● **What you should do**: Repeat all of the data precisely.

======== Extracted entries

//! Persisted station selection.

/// Abstract persistence backend for the selected station index.
///
/// `load` returns `Ok(None)` when nothing usable is stored (first boot,
/// erased flash, corrupt record). Range validation against the catalog is
/// the caller's job, via [`resolve_stored_index`].
pub trait SelectionStore {
    type Error;

    fn load(&mut self) -> Result<Option<u8>, Self::Error>;
    fn save(&mut self, index: u8) -> Result<(), Self::Error>;
}

/// A missing backend behaves as an empty store: loads resolve to the
/// default station and saves are accepted but volatile.
impl<S: SelectionStore> SelectionStore for Option<S> {
    type Error = S::Error;

    fn load(&mut self) -> Result<Option<u8>, Self::Error> {
        match self {
            Some(store) => store.load(),
            None => Ok(None),
        }
    }

    fn save(&mut self, index: u8) -> Result<(), Self::Error> {
        match self {
            Some(store) => store.save(index),
            None => Ok(()),
        }
    }
}

/// Result of validating a stored index against the catalog bounds.
#[derive(Clone, Copy, Debug, Eq, PartialEq)]
pub struct ResolvedSelection {
    pub index: usize,
    /// The stored value was absent or out of range; 0 must be written back.
    pub repaired: bool,
}

/// Clamp a raw stored byte to `0 <= index < station_count`. Anything out of
/// range (including garbage left by an older firmware) resolves to station 0.
pub fn resolve_stored_index(raw: Option<u8>, station_count: usize) -> ResolvedSelection {
    match raw {
        Some(value) if (value as usize) < station_count => ResolvedSelection {
            index: value as usize,
            repaired: false,
        },
        _ => ResolvedSelection {
            index: 0,
            repaired: true,
        },
    }
}
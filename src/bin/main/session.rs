use core::fmt::Debug;

use embassy_net::{Stack, dns::DnsQueryType, tcp::TcpSocket};
use embassy_time::{Duration as EmbassyDuration, Timer, WithTimeout};
use embedded_io_async::Write as _;
use esp_hal::{system::software_reset, time::Instant};
use log::info;
use wavedial_core::{
    http,
    input::DialInput,
    selection::SelectionStore,
    session::{POLL_INTERVAL_MS, RESET_WRITE_SETTLE_MS, SessionOutcome, SessionStep, Tuner},
    station::Station,
};
use wavedial_hal_esp32s3::audio::Mp3Pipeline;

/// Connect + read timeout; a silent or hung server must not block forever.
const STREAM_TIMEOUT_SECS: u64 = 10;
const SOCKET_RX_BYTES: usize = 4096;
const SOCKET_TX_BYTES: usize = 512;
const STREAM_CHUNK_BYTES: usize = 2048;

#[derive(Debug, Clone, Copy)]
enum SessionFault {
    DnsLookup,
    Connect,
    Request,
    Headers,
}

/// One playback attempt, end to end. Every failure inside is converted to
/// an outcome here; nothing escapes to the main loop as a raw fault.
pub(super) async fn run_session<D, S>(
    stack: Stack<'_>,
    station: &Station,
    tuner: &mut Tuner,
    dial: &mut D,
    store: &mut S,
    pipeline: &mut Mp3Pipeline,
) -> SessionOutcome
where
    D: DialInput,
    D::Error: Debug,
    S: SelectionStore,
    S::Error: Debug,
{
    info!(
        "station: {} ({}:{}{})",
        station.name, station.host, station.port, station.path
    );

    let mut rx_buffer = [0u8; SOCKET_RX_BYTES];
    let mut tx_buffer = [0u8; SOCKET_TX_BYTES];
    let mut socket = TcpSocket::new(stack, &mut rx_buffer, &mut tx_buffer);
    socket.set_timeout(Some(EmbassyDuration::from_secs(STREAM_TIMEOUT_SECS)));

    let outcome = match drive(stack, &mut socket, station, tuner, dial, store, pipeline).await {
        Ok(outcome) => outcome,
        Err(fault) => {
            info!("session failed: {fault:?}");
            SessionOutcome::Failed
        }
    };

    // Drain order regardless of why the session ended: audio output first,
    // then the socket.
    pipeline.stop_stream().await;
    socket.abort();

    outcome
}

async fn drive<D, S>(
    stack: Stack<'_>,
    socket: &mut TcpSocket<'_>,
    station: &Station,
    tuner: &mut Tuner,
    dial: &mut D,
    store: &mut S,
    pipeline: &mut Mp3Pipeline,
) -> Result<SessionOutcome, SessionFault>
where
    D: DialInput,
    D::Error: Debug,
    S: SelectionStore,
    S::Error: Debug,
{
    let address = stack
        .dns_query(station.host.as_str(), DnsQueryType::A)
        .await
        .ok()
        .and_then(|addresses| addresses.first().copied())
        .ok_or(SessionFault::DnsLookup)?;

    socket
        .connect((address, station.port))
        .with_timeout(EmbassyDuration::from_secs(STREAM_TIMEOUT_SECS))
        .await
        .map_err(|_| SessionFault::Connect)?
        .map_err(|_| SessionFault::Connect)?;

    let request = http::format_request(station.host.as_str(), station.path.as_str())
        .map_err(|_| SessionFault::Request)?;
    socket
        .write_all(request.as_bytes())
        .await
        .map_err(|_| SessionFault::Request)?;

    match http::skip_response_headers(socket).await {
        Ok(()) => {}
        Err(http::StreamError::ClosedBeforeBody) => {
            info!("stream closed before the media body");
            return Err(SessionFault::Headers);
        }
        Err(http::StreamError::Io(err)) => {
            info!("header skip failed: {err:?}");
            return Err(SessionFault::Headers);
        }
    }

    pipeline.start_stream();
    // Baseline before the first poll: the dial position must read as the
    // station just resumed, or a stale count would register as a switch.
    tuner.sync_baseline(dial);
    info!(">>> playing {} <<<", station.name);

    let started = Instant::now();
    let mut clock = || started.elapsed().as_millis();

    let mut chunk = [0u8; STREAM_CHUNK_BYTES];
    loop {
        match tuner.step(pipeline.is_playing(), dial, store, &mut clock) {
            SessionStep::Continue => {}
            SessionStep::Finished(outcome) => return Ok(outcome),
            SessionStep::HardReset => {
                info!("hard reset: restarting on station 0");
                Timer::after_millis(RESET_WRITE_SETTLE_MS).await;
                software_reset();
            }
        }

        let want = pipeline.space().min(chunk.len());
        if want > 0 {
            match socket.read(&mut chunk[..want]).await {
                Ok(0) => {
                    info!("stream closed by peer");
                    return Ok(SessionOutcome::Failed);
                }
                Ok(read) => {
                    pipeline.feed(&chunk[..read]);
                }
                Err(err) => {
                    info!("stream read failed: {err:?}");
                    return Ok(SessionOutcome::Failed);
                }
            }
        }

        if let Err(err) = pipeline.pump().await {
            info!("audio output fault: {err:?}");
            return Ok(SessionOutcome::Failed);
        }

        Timer::after_millis(POLL_INTERVAL_MS).await;
    }
}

================

● **Answer box**:
//! Persisted station selection.

/// Abstract persistence backend for the selected station index.
///
/// `load` returns `Ok(None)` when nothing usable is stored (first boot,
/// erased flash, corrupt record). Range validation against the catalog is
/// the caller's job, via [`resolve_stored_index`].
pub trait SelectionStore {
    type Error;

    fn load(&mut self) -> Result<Option<u8>, Self::Error>;
    fn save(&mut self, index: u8) -> Result<(), Self::Error>;
}

/// A missing backend behaves as an empty store: loads resolve to the
/// default station and saves are accepted but volatile.
impl<S: SelectionStore> SelectionStore for Option<S> {
    type Error = S::Error;

    fn load(&mut self) -> Result<Option<u8>, Self::Error> {
        match self {
            Some(store) => store.load(),
            None => Ok(None),
        }
    }

    fn save(&mut self, index: u8) -> Result<(), Self::Error> {
        match self {
            Some(store) => store.save(index),
            None => Ok(()),
        }
    }
}

/// Result of validating a stored index against the catalog bounds.
#[derive(Clone, Copy, Debug, Eq, PartialEq)]
pub struct ResolvedSelection {
    pub index: usize,
    /// The stored value was absent or out of range; 0 must be written back.
    pub repaired: bool,
}

/// Clamp a raw stored byte to `0 <= index < station_count`. Anything out of
/// range (including garbage left by an older firmware) resolves to station 0.
pub fn resolve_stored_index(raw: Option<u8>, station_count: usize) -> ResolvedSelection {
    match raw {
        Some(value) if (value as usize) < station_count => ResolvedSelection {
            index: value as usize,
            repaired: false,
        },
        _ => ResolvedSelection {
            index: 0,
            repaired: true,
        },
    }
}
filename src/bin/main/session.rs
use core::fmt::Debug;

use embassy_net::{Stack, dns::DnsQueryType, tcp::TcpSocket};
use embassy_time::{Duration as EmbassyDuration, Timer, WithTimeout};
use embedded_io_async::Write as _;
use esp_hal::{system::software_reset, time::Instant};
use log::info;
use wavedial_core::{
    http,
    input::DialInput,
    selection::SelectionStore,
    session::{POLL_INTERVAL_MS, RESET_WRITE_SETTLE_MS, SessionOutcome, SessionStep, Tuner},
    station::Station,
};
use wavedial_hal_esp32s3::audio::Mp3Pipeline;

/// Connect + read timeout; a silent or hung server must not block forever.
const STREAM_TIMEOUT_SECS: u64 = 10;
const SOCKET_RX_BYTES: usize = 4096;
const SOCKET_TX_BYTES: usize = 512;
const STREAM_CHUNK_BYTES: usize = 2048;

#[derive(Debug, Clone, Copy)]
enum SessionFault {
    DnsLookup,
    Connect,
    Request,
    Headers,
}

/// One playback attempt, end to end. Every failure inside is converted to
/// an outcome here; nothing escapes to the main loop as a raw fault.
pub(super) async fn run_session<D, S>(
    stack: Stack<'_>,
    station: &Station,
    tuner: &mut Tuner,
    dial: &mut D,
    store: &mut S,
    pipeline: &mut Mp3Pipeline,
) -> SessionOutcome
where
    D: DialInput,
    D::Error: Debug,
    S: SelectionStore,
    S::Error: Debug,
{
    info!(
        "station: {} ({}:{}{})",
        station.name, station.host, station.port, station.path
    );

    let mut rx_buffer = [0u8; SOCKET_RX_BYTES];
    let mut tx_buffer = [0u8; SOCKET_TX_BYTES];
    let mut socket = TcpSocket::new(stack, &mut rx_buffer, &mut tx_buffer);
    socket.set_timeout(Some(EmbassyDuration::from_secs(STREAM_TIMEOUT_SECS)));

    let outcome = match drive(stack, &mut socket, station, tuner, dial, store, pipeline).await {
        Ok(outcome) => outcome,
        Err(fault) => {
            info!("session failed: {fault:?}");
            SessionOutcome::Failed
        }
    };

    // Drain order regardless of why the session ended: audio output first,
    // then the socket.
    pipeline.stop_stream().await;
    socket.abort();

    outcome
}

async fn drive<D, S>(
    stack: Stack<'_>,
    socket: &mut TcpSocket<'_>,
    station: &Station,
    tuner: &mut Tuner,
    dial: &mut D,
    store: &mut S,
    pipeline: &mut Mp3Pipeline,
) -> Result<SessionOutcome, SessionFault>
where
    D: DialInput,
    D::Error: Debug,
    S: SelectionStore,
    S::Error: Debug,
{
    let address = stack
        .dns_query(station.host.as_str(), DnsQueryType::A)
        .await
        .ok()
        .and_then(|addresses| addresses.first().copied())
        .ok_or(SessionFault::DnsLookup)?;

    socket
        .connect((address, station.port))
        .with_timeout(EmbassyDuration::from_secs(STREAM_TIMEOUT_SECS))
        .await
        .map_err(|_| SessionFault::Connect)?
        .map_err(|_| SessionFault::Connect)?;

    let request = http::format_request(station.host.as_str(), station.path.as_str())
        .map_err(|_| SessionFault::Request)?;
    socket
        .write_all(request.as_bytes())
        .await
        .map_err(|_| SessionFault::Request)?;

    match http::skip_response_headers(socket).await {
        Ok(()) => {}
        Err(http::StreamError::ClosedBeforeBody) => {
            info!("stream closed before the media body");
            return Err(SessionFault::Headers);
        }
        Err(http::StreamError::Io(err)) => {
            info!("header skip failed: {err:?}");
            return Err(SessionFault::Headers);
        }
    }

    pipeline.start_stream();
    // Baseline before the first poll: the dial position must read as the
    // station just resumed, or a stale count would register as a switch.
    tuner.sync_baseline(dial);
    info!(">>> playing {} <<<", station.name);

    let started = Instant::now();
    let mut clock = || started.elapsed().as_millis();

    let mut chunk = [0u8; STREAM_CHUNK_BYTES];
    loop {
        match tuner.step(pipeline.is_playing(), dial, store, &mut clock) {
            SessionStep::Continue => {}
            SessionStep::Finished(outcome) => return Ok(outcome),
            SessionStep::HardReset => {
                info!("hard reset: restarting on station 0");
                Timer::after_millis(RESET_WRITE_SETTLE_MS).await;
                software_reset();
            }
        }

        let want = pipeline.space().min(chunk.len());
        if want > 0 {
            match socket.read(&mut chunk[..want]).await {
                Ok(0) => {
                    info!("stream closed by peer");
                    return Ok(SessionOutcome::Failed);
                }
                Ok(read) => {
                    pipeline.feed(&chunk[..read]);
                }
                Err(err) => {
                    info!("stream read failed: {err:?}");
                    return Ok(SessionOutcome::Failed);
                }
            }
        }

        if let Err(err) = pipeline.pump().await {
            info!("audio output fault: {err:?}");
            return Ok(SessionOutcome::Failed);
        }

        Timer::after_millis(POLL_INTERVAL_MS).await;
    }
}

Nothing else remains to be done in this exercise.